Through a privately held unit, the group has embarked on mixed-use projects in Shanghai, Xiamen, Chengdu and Taicang.
Publicly listed property development arm, Robinsons Land Corp., recently debuted in mainland China’s residential property market with a 1,300-unit masterplanned township project in Chengdu, known as the home of the adorable giant pandas.

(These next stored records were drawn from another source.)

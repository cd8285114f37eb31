//! Collaborators shared by every resolver of a scope

use std::collections::HashSet;
use std::sync::Arc;

use serde::{de::DeserializeOwned, Serialize};

use crate::domain::cache::{Cache, CacheExt, CacheKeyBuilder, StorageInitializer};
use crate::domain::record::{
    AttributePredicate, Record, RecordQuery, RecordRepository, RecordService,
};
use crate::domain::resolver::ScopeConfig;
use crate::domain::DomainError;
use crate::infrastructure::observability::record_initialization_request;

/// Scope configuration plus the collaborators a resolver may need
///
/// Collaborators are optional so that a resolver can be built with only
/// what its strategy uses; asking for a missing one is a
/// `MissingCollaborator` error. The initializer is the exception: without
/// one, initialization requests are simply not sent.
#[derive(Debug, Clone)]
pub struct ResolverContext<R: Record> {
    scope: ScopeConfig,
    keys: CacheKeyBuilder,
    cache: Option<Arc<dyn Cache>>,
    repository: Option<Arc<dyn RecordRepository<R>>>,
    service: Option<Arc<dyn RecordService<R>>>,
    initializer: Option<Arc<dyn StorageInitializer>>,
}

impl<R: Record> ResolverContext<R> {
    pub fn new(scope: ScopeConfig) -> Self {
        Self {
            keys: scope.key_builder(),
            scope,
            cache: None,
            repository: None,
            service: None,
            initializer: None,
        }
    }

    pub fn with_cache(mut self, cache: Arc<dyn Cache>) -> Self {
        self.cache = Some(cache);
        self
    }

    pub fn with_repository(mut self, repository: Arc<dyn RecordRepository<R>>) -> Self {
        self.repository = Some(repository);
        self
    }

    pub fn with_service(mut self, service: Arc<dyn RecordService<R>>) -> Self {
        self.service = Some(service);
        self
    }

    pub fn with_initializer(mut self, initializer: Arc<dyn StorageInitializer>) -> Self {
        self.initializer = Some(initializer);
        self
    }

    pub fn scope(&self) -> &ScopeConfig {
        &self.scope
    }

    /// Key builder of the record scope
    pub fn keys(&self) -> &CacheKeyBuilder {
        &self.keys
    }

    pub fn cache(&self) -> Result<&Arc<dyn Cache>, DomainError> {
        self.cache
            .as_ref()
            .ok_or_else(|| DomainError::missing_collaborator("cache"))
    }

    pub fn repository(&self) -> Result<&Arc<dyn RecordRepository<R>>, DomainError> {
        self.repository
            .as_ref()
            .ok_or_else(|| DomainError::missing_collaborator("repository"))
    }

    pub fn service(&self) -> Result<&Arc<dyn RecordService<R>>, DomainError> {
        self.service
            .as_ref()
            .ok_or_else(|| DomainError::missing_collaborator("record service"))
    }

    pub fn predicate(&self) -> Result<AttributePredicate<R>, DomainError> {
        Ok(AttributePredicate::new(self.service()?.clone()))
    }

    /// Whether results of this scope may be written to the cache
    pub fn is_cache_eligible(&self) -> bool {
        self.scope.cache_eligible
    }

    pub async fn read<V>(&self, key: &str) -> Result<Option<V>, DomainError>
    where
        V: DeserializeOwned + Send,
    {
        let value = self.cache()?.get(key, &self.scope.read_params).await?;

        tracing::debug!(
            store = %self.keys,
            key = %key,
            hit = value.is_some(),
            "Cache read"
        );

        Ok(value)
    }

    /// Reads several keys at once, in key order
    pub async fn read_many<V>(&self, keys: &[String]) -> Result<Vec<Option<V>>, DomainError>
    where
        V: DeserializeOwned + Send,
    {
        let values = self.cache()?
            .get_many(keys, &self.scope.read_params)
            .await?;

        tracing::debug!(
            store = %self.keys,
            keys = keys.len(),
            hits = values.iter().filter(|v| v.is_some()).count(),
            "Cache multi-read"
        );

        Ok(values)
    }

    pub async fn write<V>(&self, key: &str, value: &V) -> Result<(), DomainError>
    where
        V: Serialize + Send + Sync,
    {
        self.cache()?
            .set(key, value, &self.scope.write_params)
            .await?;

        tracing::debug!(store = %self.keys, key = %key, "Cache write");
        Ok(())
    }

    /// Whether the population marker of `keys` is present
    pub async fn is_populated(&self, keys: &CacheKeyBuilder) -> Result<bool, DomainError> {
        self.cache()?.exists(&keys.populated_key()).await
    }

    /// Sends the storage-initialization signal for the record scope
    pub async fn request_initialization(&self) -> Result<bool, DomainError> {
        let Some(initializer) = &self.initializer else {
            tracing::debug!(store = %self.keys, "No storage initializer configured");
            return Ok(false);
        };

        tracing::info!(store = %self.keys, "Requesting storage initialization");

        let accepted = initializer.request_initialization(&self.keys).await?;
        record_initialization_request(self.keys.store(), accepted);

        Ok(accepted)
    }

    /// Queries the backing store and normalizes every record
    pub async fn fetch(&self, query: &RecordQuery) -> Result<Vec<R>, DomainError> {
        let records = self.repository()?.search(query).await?;
        let service = self.service()?;

        tracing::debug!(
            store = %self.keys,
            ids = ?query.ids,
            fetched = records.len(),
            "Backing store fallback"
        );

        Ok(records
            .into_iter()
            .map(|record| service.normalize(record))
            .collect())
    }
}

/// Sends the initialization signal at most once per resolver call
///
/// Several lookups within one call may find the cache empty; only the first
/// one signals.
#[derive(Debug, Default)]
pub struct InitializationGuard {
    signalled: HashSet<String>,
}

impl InitializationGuard {
    pub fn new() -> Self {
        Self::default()
    }

    /// Returns whether `marker_scope` is populated, signalling once if it is not
    pub async fn ensure_populated<R: Record>(
        &mut self,
        ctx: &ResolverContext<R>,
        marker_scope: &CacheKeyBuilder,
    ) -> Result<bool, DomainError> {
        if ctx.is_populated(marker_scope).await? {
            return Ok(true);
        }

        if self.signalled.insert(ctx.keys().prefix()) {
            ctx.request_initialization().await?;
        }

        Ok(false)
    }
}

Although the group is no stranger to the property sector in China, this is the first property project of the Gokongwei group in China to be folded into RLC. The group got into this project by winning a bidding participated in by 10 investors. RLC bought the right to use the 8.5-hectare property in Chengdu, the capital of Sichuan Province or the “Heavenly State,” last year.
Airline unit Cebu Pacific, meanwhile, operates the following flights to China: Manila to Beijing: 4x weekly; Manila to Guangzhou: 4x weekly; Manila to Shanghai: Daily; Manila to Xiamen: 2x weekly. It also has seasonally operated chartered flights to/from China.
The Philippines’ oldest business house has interests in China through electronics manufacturing services (EMS) arm Integrated MicroElectronics (IMI) and real estate.
IMI has four facilities in China: Two in Shenzhen, one in Jiaxing and one in Chengdu which employ about 4,864 people as of end-2015. These facilities have a combined production space of 62,580 square meters. Total revenues from China amounted to $279.3 million last year, accounting for 34 percent of IMI’s total business. These facilities in China provide EMS solutions to the automotive, industrial, telecom, computing, medical and consumer electronics. IMI also operates a research and development hub in Shenzhen.
Through Ayala Land Inc., the group also has an interest in the special purpose vehicle created to hold the investment in Tianjin Eco-City (150 kilometers from Beijing), a 3,000-hectare collaboration between the Chinese and Singaporean governments to showcase advanced urban planning and sustainable development.
Homegrown pharmaceutical giant Unilab entered China in 1995 with the establishment of Shanghai United Cell Biotechnology Co. Ltd. (United Biotech), which is engaged in the development, manufacturing and marketing of biopharmaceuticals and vaccines.
Based on its website, United Biotech has a total registered capital of $23.15 million. It occupies a total land area of 20,000 square meters with 7,400 square meters allocated to its current and future manufacturing facilities.